Was, wenn die politische Gesinnung nicht passt?

V. will Mitglied eines Vereins werden, der sich unteranderem für die gleichen Rechte von gleichgeschlechtlich Liebenden einsetzt. Doch V. engagiert sich mit seiner politischen Arbeit genau in gegengesetzter Richtung zu den Vereinszielen. Darf dieser V. nun in diesem Verein aufgenommen werden oder sollte ihm eine Mitgliedschaft verweigert werden?

Demo "Ehe für Alle" auf dem Münsterplatz in Bern am 17. Mai 2014.

Gleiche Rechte – ohne Kompromisse …

V. war federführend bei der Ausarbeitung der Volksinitiative: «Schweizer Recht statt fremde Richter» beteiligt. Diese sogenannte «Selbstbestimmungsinitiative» will die Europäische Menschrechtskonvention (EMRK) aufkündigen. Doch: Viele Errungenschaften für uns LGBTs in Europa haben wir der EMRK zu verdanken.

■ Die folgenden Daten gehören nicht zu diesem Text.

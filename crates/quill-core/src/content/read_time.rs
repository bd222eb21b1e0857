//! Reading-time estimation.

const WORDS_PER_MINUTE: usize = 200;

/// Estimate reading time from whitespace-delimited word count at 200 wpm,
/// rounded up. Empty content reports one minute rather than zero.
pub fn calculate_read_time(content: &str) -> String {
    let words = content.split_whitespace().count();
    let minutes = words.div_ceil(WORDS_PER_MINUTE).max(1);
    format!("{minutes} min read")
}

#[cfg(test)]
mod tests {
    use super::*;

    #[test]
    fn empty_content_clamps_to_one_minute() {
        assert_eq!(calculate_read_time(""), "1 min read");
        assert_eq!(calculate_read_time("   \n\t "), "1 min read");
    }

    #[test]
    fn single_word_is_one_minute() {
        assert_eq!(calculate_read_time("hello"), "1 min read");
    }

    #[test]
    fn rounds_up_partial_minutes() {
        let words = vec!["word"; 250].join(" ");
        assert_eq!(calculate_read_time(&words), "2 min read");
    }

    #[test]
    fn exact_multiple_does_not_round_up() {
        let words = vec!["word"; 400].join(" ");
        assert_eq!(calculate_read_time(&words), "2 min read");
    }
}
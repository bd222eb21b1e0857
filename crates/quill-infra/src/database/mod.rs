//! Database connection management and repository backends.

mod connections;
pub mod memory;

#[cfg(feature = "postgres")]
pub mod entity;

#[cfg(feature = "postgres")]
pub mod postgres;

pub use connections::{DatabaseConfig, DatabaseConnections};

#[cfg(feature = "postgres")]
#[cfg(test)]
mod tests;
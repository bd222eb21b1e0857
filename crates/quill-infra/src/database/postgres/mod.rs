//! PostgreSQL repository implementations over SeaORM.

mod categories;
mod comments;
mod posts;

pub use categories::PostgresCategoryRepository;
pub use comments::PostgresCommentRepository;
pub use posts::PostgresPostRepository;

use quill_core::error::RepoError;
use sea_orm::DbErr;

/// Escape LIKE wildcards so user-supplied search text matches literally.
pub(crate) fn escape_like(query: &str) -> String {
    query
        .replace('\\', "\\\\")
        .replace('%', "\\%")
        .replace('_', "\\_")
}

/// Map a SeaORM error onto the repository error space. Unique-index
/// violations become constraint errors so callers can report conflicts.
pub(crate) fn map_db_err(err: DbErr) -> RepoError {
    let msg = err.to_string();
    if msg.contains("duplicate") || msg.contains("unique") {
        RepoError::Constraint(msg)
    } else {
        RepoError::Query(msg)
    }
}
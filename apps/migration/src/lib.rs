//! Database migrations.

pub use sea_orm_migration::prelude::*;

mod m20260830_000001_create_blog_tables;

pub struct Migrator;

#[async_trait::async_trait]
impl MigratorTrait for Migrator {
    fn migrations() -> Vec<Box<dyn MigrationTrait>> {
        vec![Box::new(m20260830_000001_create_blog_tables::Migration)]
    }
}
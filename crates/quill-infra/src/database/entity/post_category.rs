//! Post-category join entity for SeaORM.

use sea_orm::entity::prelude::*;

#[derive(Clone, Debug, PartialEq, Eq, DeriveEntityModel)]
#[sea_orm(table_name = "post_categories")]
pub struct Model {
    #[sea_orm(primary_key, auto_increment = false)]
    pub post_id: Uuid,
    #[sea_orm(primary_key, auto_increment = false)]
    pub category_id: Uuid,
}

#[derive(Copy, Clone, Debug, EnumIter, DeriveRelation)]
pub enum Relation {
    #[sea_orm(
        belongs_to = "super::post::Entity",
        from = "Column::PostId",
        to = "super::post::Column::Id",
        on_update = "Cascade",
        on_delete = "Cascade"
    )]
    Post,
    #[sea_orm(
        belongs_to = "super::category::Entity",
        from = "Column::CategoryId",
        to = "super::category::Column::Id",
        on_update = "Cascade",
        on_delete = "Cascade"
    )]
    Category,
}

impl Related<super::post::Entity> for Entity {
    fn to() -> RelationDef {
        Relation::Post.def()
    }
}

impl Related<super::category::Entity> for Entity {
    fn to() -> RelationDef {
        Relation::Category.def()
    }
}

impl ActiveModelBehavior for ActiveModel {}
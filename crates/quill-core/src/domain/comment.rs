use chrono::{DateTime, Utc};
use serde::{Deserialize, Serialize};
use uuid::Uuid;

/// Comment entity - a flat row with an optional parent reference.
///
/// The parent, when present, must belong to the same post. Nested reply
/// structure is reconstructed from flat rows by [`super::build_tree`].
#[derive(Debug, Clone, Serialize, Deserialize)]
pub struct Comment {
    pub id: Uuid,
    pub post_id: Uuid,
    pub parent_id: Option<Uuid>,
    pub author_name: String,
    pub author_username: String,
    pub author_avatar: Option<String>,
    pub content: String,
    pub likes: i32,
    pub created_at: DateTime<Utc>,
}
use quill_core::content::{calculate_read_time, ensure_unique_slug, format_relative_date, generate_slug};
use quill_core::domain::{Post, PostWithCategories};
use quill_core::error::{DomainError, RepoError};
use quill_core::ports::{NewPost, PostFilter, PostPatch, PostRepository};
use quill_shared::dto::{
    AuthorResponse, CreatePostRequest, DraftSavedResponse, ListPostsQuery, PostCreatedResponse,
    PostResponse, SaveDraftRequest, SearchResultResponse, UpdatePostRequest,
};

const DEFAULT_PAGE_SIZE: u64 = 20;
const MAX_PAGE_SIZE: u64 = 100;
const DEFAULT_SEARCH_LIMIT: u64 = 10;

/// List views carry a content prefix rather than the full body.
const LIST_CONTENT_CHARS: usize = 300;
/// Excerpt fallback length when the author supplied none.
const EXCERPT_CHARS: usize = 200;

/// Author fields applied when a request carries none. The platform has
/// no account system; bylines are denormalized display strings.
const DEFAULT_AUTHOR_NAME: &str = "Anonymous";
const DEFAULT_AUTHOR_USERNAME: &str = "anonymous";

#[derive(Clone)]
pub struct PostService {
    repo: Arc<dyn PostRepository>,
}

impl PostService {
    pub fn new(repo: Arc<dyn PostRepository>) -> Self {
        Self { repo }
    }

    /// List posts newest-first. Limit defaults to 20 and is clamped to
    /// at most 100; offset defaults to 0.
    pub async fn list(&self, query: ListPostsQuery) -> Result<Vec<PostResponse>, DomainError> {
        let filter = PostFilter {
            published: query.published,
            limit: query.limit.unwrap_or(DEFAULT_PAGE_SIZE).clamp(1, MAX_PAGE_SIZE),
            offset: query.offset.unwrap_or(0),
        };

        let rows = self.repo.list(filter).await?;
        Ok(rows.into_iter().map(|row| shape_post(row, false)).collect())
    }

    pub async fn get_by_id(&self, id: Uuid) -> Result<PostResponse, DomainError> {
        let row = self
            .repo
            .find_by_id(id)
            .await?
            .ok_or_else(|| DomainError::not_found("post", id))?;

        Ok(shape_post(row, true))
    }

    /// Fetch a post by slug for the reading view. The view counter is
    /// bumped off the request path; a failed bump is logged and dropped.
    pub async fn get_by_slug(&self, slug: &str) -> Result<PostResponse, DomainError> {
        let row = self
            .repo
            .find_by_slug(slug)
            .await?
            .ok_or_else(|| DomainError::not_found("post", slug))?;

        let repo = self.repo.clone();
        let id = row.post.id;
        tokio::spawn(async move {
            if let Err(e) = repo.increment_views(id).await {
                tracing::warn!(post_id = %id, "view increment failed: {}", e);
            }
        });

        Ok(shape_post(row, true))
    }

    pub async fn create(&self, req: CreatePostRequest) -> Result<PostCreatedResponse, DomainError> {
        let slug = self.unique_slug(&req.title, None).await?;
        let read_time = calculate_read_time(&req.content);

        let post = self
            .repo
            .create(NewPost {
                title: req.title,
                slug,
                content: req.content,
                excerpt: req.excerpt,
                cover_image: req.cover_image,
                published: req.published,
                author_name: DEFAULT_AUTHOR_NAME.to_owned(),
                author_username: DEFAULT_AUTHOR_USERNAME.to_owned(),
                read_time,
                category_ids: req.category_ids.unwrap_or_default(),
            })
            .await?;

        Ok(PostCreatedResponse {
            id: post.id,
            slug: post.slug,
        })
    }

    /// Partial update. The slug is recomputed only when the title
    /// actually changes, the read time only when the content does, and
    /// `published_at` only on a publish-state transition.
    pub async fn update(&self, id: Uuid, req: UpdatePostRequest) -> Result<PostResponse, DomainError> {
        let existing = self
            .repo
            .find_by_id(id)
            .await?
            .ok_or_else(|| DomainError::not_found("post", id))?
            .post;

        let patch = self.build_patch(&existing, req).await?;
        self.apply_patch(id, patch).await
    }

    /// Upsert used by the editor's periodic save. Always lands the post
    /// unpublished, clearing `published_at` if it was live.
    pub async fn save_draft(&self, req: SaveDraftRequest) -> Result<DraftSavedResponse, DomainError> {
        match req.id {
            Some(id) => {
                let existing = self
                    .repo
                    .find_by_id(id)
                    .await?
                    .ok_or_else(|| DomainError::not_found("post", id))?
                    .post;

                let mut patch = self
                    .build_patch(
                        &existing,
                        UpdatePostRequest {
                            title: Some(req.title),
                            content: Some(req.content),
                            excerpt: req.excerpt,
                            cover_image: req.cover_image,
                            published: Some(false),
                            category_ids: req.category_ids,
                        },
                    )
                    .await?;
                // A draft save never leaves the post published.
                patch.published = Some(false);

                self.apply_patch(id, patch).await?;
                Ok(DraftSavedResponse { id })
            }
            None => {
                let created = self
                    .create(CreatePostRequest {
                        title: req.title,
                        content: req.content,
                        excerpt: req.excerpt,
                        cover_image: req.cover_image,
                        published: false,
                        category_ids: req.category_ids,
                    })
                    .await?;
                Ok(DraftSavedResponse { id: created.id })
            }
        }
    }

    pub async fn toggle_publish(&self, id: Uuid, published: bool) -> Result<PostResponse, DomainError> {
        self.update(
            id,
            UpdatePostRequest {
                published: Some(published),
                ..Default::default()
            },
        )
        .await
    }

    pub async fn delete(&self, id: Uuid) -> Result<(), DomainError> {
        self.repo.delete(id).await.map_err(|e| match e {
            RepoError::NotFound => DomainError::not_found("post", id),
            other => other.into(),
        })
    }

    /// Bump the like counter. Repeat likes from the same reader are
    /// counted again; there is no identity to dedupe on.
    pub async fn like(&self, id: Uuid) -> Result<(), DomainError> {
        self.repo.increment_likes(id).await.map_err(|e| match e {
            RepoError::NotFound => DomainError::not_found("post", id),
            other => other.into(),
        })
    }

    /// Published-only substring search over titles and bodies.
    pub async fn search(
        &self,
        query: &str,
        limit: Option<u64>,
    ) -> Result<Vec<SearchResultResponse>, DomainError> {
        let limit = limit.unwrap_or(DEFAULT_SEARCH_LIMIT).clamp(1, MAX_PAGE_SIZE);
        let posts = self.repo.search(query, limit).await?;

        Ok(posts
            .into_iter()
            .map(|post| SearchResultResponse {
                id: post.id,
                title: post.title.clone(),
                slug: post.slug.clone(),
                excerpt: excerpt_of(&post),
                cover_image: post.cover_image.clone(),
                published_at: format_relative_date(post.published_at.unwrap_or(post.created_at)),
            })
            .collect())
    }

    async fn unique_slug(&self, title: &str, exclude: Option<Uuid>) -> Result<String, DomainError> {
        let base = generate_slug(title);
        // Titles made entirely of punctuation slug to nothing.
        let base = if base.is_empty() { "post".to_owned() } else { base };

        let repo = self.repo.clone();
        let slug = ensure_unique_slug(&base, move |candidate| {
            let repo = repo.clone();
            async move { repo.slug_exists(&candidate, exclude).await }
        })
        .await?;

        Ok(slug)
    }

    async fn build_patch(
        &self,
        existing: &Post,
        req: UpdatePostRequest,
    ) -> Result<PostPatch, DomainError> {
        let mut patch = PostPatch::default();

        if let Some(title) = req.title {
            if title != existing.title {
                patch.slug = Some(self.unique_slug(&title, Some(existing.id)).await?);
            }
            patch.title = Some(title);
        }

        if let Some(content) = req.content {
            patch.read_time = Some(calculate_read_time(&content));
            patch.content = Some(content);
        }

        patch.excerpt = req.excerpt;
        patch.cover_image = req.cover_image;
        patch.category_ids = req.category_ids;

        if let Some(published) = req.published {
            if published != existing.published {
                patch.published_at = Some(published.then(Utc::now));
            }
            patch.published = Some(published);
        }

        Ok(patch)
    }

    async fn apply_patch(&self, id: Uuid, patch: PostPatch) -> Result<PostResponse, DomainError> {
        self.repo.update(id, patch).await.map_err(|e| match e {
            RepoError::NotFound => DomainError::not_found("post", id),
            other => other.into(),
        })?;

        // Re-read joined with category names for the response shape.
        let row = self
            .repo
            .find_by_id(id)
            .await?
            .ok_or_else(|| DomainError::not_found("post", id))?;

        Ok(shape_post(row, true))
    }
}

Dass ein Austritt aus der EMRK schwerwiegende Folgen für uns LGBTs hätte, bestätigte auch Hans-Peter Fricker, der politische Leiter von Network, letzten Oktober gegenüber in der «Mannschaft»:

Fällt das Schweizer Volk oder unser Parlament einen Entscheid, der die von der EMRK garantierten Rechte einer Minderheit verletzt oder einschränkt, können wir uns heute beim Europäischen Gerichtshof für Menschenrechte EGMR wehren. Tritt die Schweiz aus der EMRK aus, können wir das nicht mehr.

Im Unterschied zu anderen Ländern existiert bei uns in der Schweiz keine Verfassungsgerichtbarkeit. Das Bundesgericht kann somit ein Gesetz nicht überprüfen, auch wenn dadurch Grundrechte verletzt werden, die von der Bundesverfassung eigentlich garantiert wären. Ausser der Anrufung des Europäischen Gerichtshofs für Menschenrechte haben Bürgerinnen und Bürger also keine Möglichkeit sich gegen Gesetze zu wehren. Der Schutz von Minderheiten werden in der Schweiz von der EMRK juristisch geregelt.

Im Umgang mit uns LGBTs hat die Schweiz einen gesellschaftlichen Wandel durchzogen und nach Aussagen von V. können wir getrost darauf vertrauen, dass sich die Mehrheit um uns Wohl kümmert. Dem widerspricht Hans-Peter Fricker vehement: «Das Pendel kann sehr leicht – zu unseren Ungunsten – auch wieder zurückschwingen». Und er ergänzt: «Umso bedauerlicher ist es, dass ein schwuler Jurist und Aktivist diese Initiative lanciert hat».

Ist damit die eingangs gestellte Frage beantwortet?